◆ Collected data entries
..........
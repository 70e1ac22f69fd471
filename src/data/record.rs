use std::{
    error::Error,
    fmt::{self, Display},
};

/// Width of the low bit span a mask may use.
///
/// Column `col` and row `row` map to bit `7 * col + row`, so the 42 playable cells all fall below
/// bit 48. Row 6 of each column (`7 * col + 6`) is a sentinel, and the sentinels inside the span
/// are not rejected.
pub const BOARD_CELLS: u32 = 48;

/// A single training position as stored in the canonical dataset.
#[derive(Debug, Clone, PartialEq, Eq)]
pub struct PositionRecord {
    pub history: Option<String>,
    pub player0_mask: u64,
    pub player1_mask: u64,
    pub side_to_move: u8,
    pub move_count: u32,
    pub label: i64,
}

/// The board invariant a record breaks.
#[derive(Debug, Clone, Copy, PartialEq, Eq)]
pub enum RecordErr {
    /// Both players occupy the cells in `cells`.
    Overlap { cells: u64 },
    /// `player` has bits set at or above `board_cells`.
    OutOfBoard { player: u8, board_cells: u32 },
    /// `side_to_move` is not 0 or 1.
    SideToMove(u8),
    /// `side_to_move` is not `move_count % 2`.
    Parity { side_to_move: u8, move_count: u32 },
}

impl Display for RecordErr {
    fn fmt(&self, f: &mut fmt::Formatter<'_>) -> fmt::Result {
        match self {
            Self::Overlap { cells } => write!(f, "both players occupy cells {cells:#x}"),
            Self::OutOfBoard {
                player,
                board_cells,
            } => write!(f, "player {player} has bits above the {board_cells} board cells"),
            Self::SideToMove(stm) => write!(f, "side to move must be 0 or 1, got {stm}"),
            Self::Parity {
                side_to_move,
                move_count,
            } => write!(
                f,
                "side to move {side_to_move} doesn't match the parity of {move_count} moves"
            ),
        }
    }
}

impl Error for RecordErr {}

/// Checks that both masks fit in `board_cells` bits and don't overlap.
///
/// # Arguments
/// * `player0_mask` - Occupancy of the first player.
/// * `player1_mask` - Occupancy of the second player.
/// * `board_cells` - The amount of meaningful low bits, at most 64.
pub fn check_masks(
    player0_mask: u64,
    player1_mask: u64,
    board_cells: u32,
) -> Result<(), RecordErr> {
    let outside = match board_cells {
        64.. => 0,
        b => !0u64 << b,
    };

    if player0_mask & outside != 0 {
        return Err(RecordErr::OutOfBoard {
            player: 0,
            board_cells,
        });
    }

    if player1_mask & outside != 0 {
        return Err(RecordErr::OutOfBoard {
            player: 1,
            board_cells,
        });
    }

    let cells = player0_mask & player1_mask;
    if cells != 0 {
        return Err(RecordErr::Overlap { cells });
    }

    Ok(())
}

impl PositionRecord {
    /// Checks every board invariant of the record.
    pub fn validate(&self) -> Result<(), RecordErr> {
        check_masks(self.player0_mask, self.player1_mask, BOARD_CELLS)?;

        if self.side_to_move > 1 {
            return Err(RecordErr::SideToMove(self.side_to_move));
        }

        if u32::from(self.side_to_move) != self.move_count % 2 {
            return Err(RecordErr::Parity {
                side_to_move: self.side_to_move,
                move_count: self.move_count,
            });
        }

        Ok(())
    }
}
..........
Could you state how many lines of the records contain "occupy"? Give the number and nothing else.

2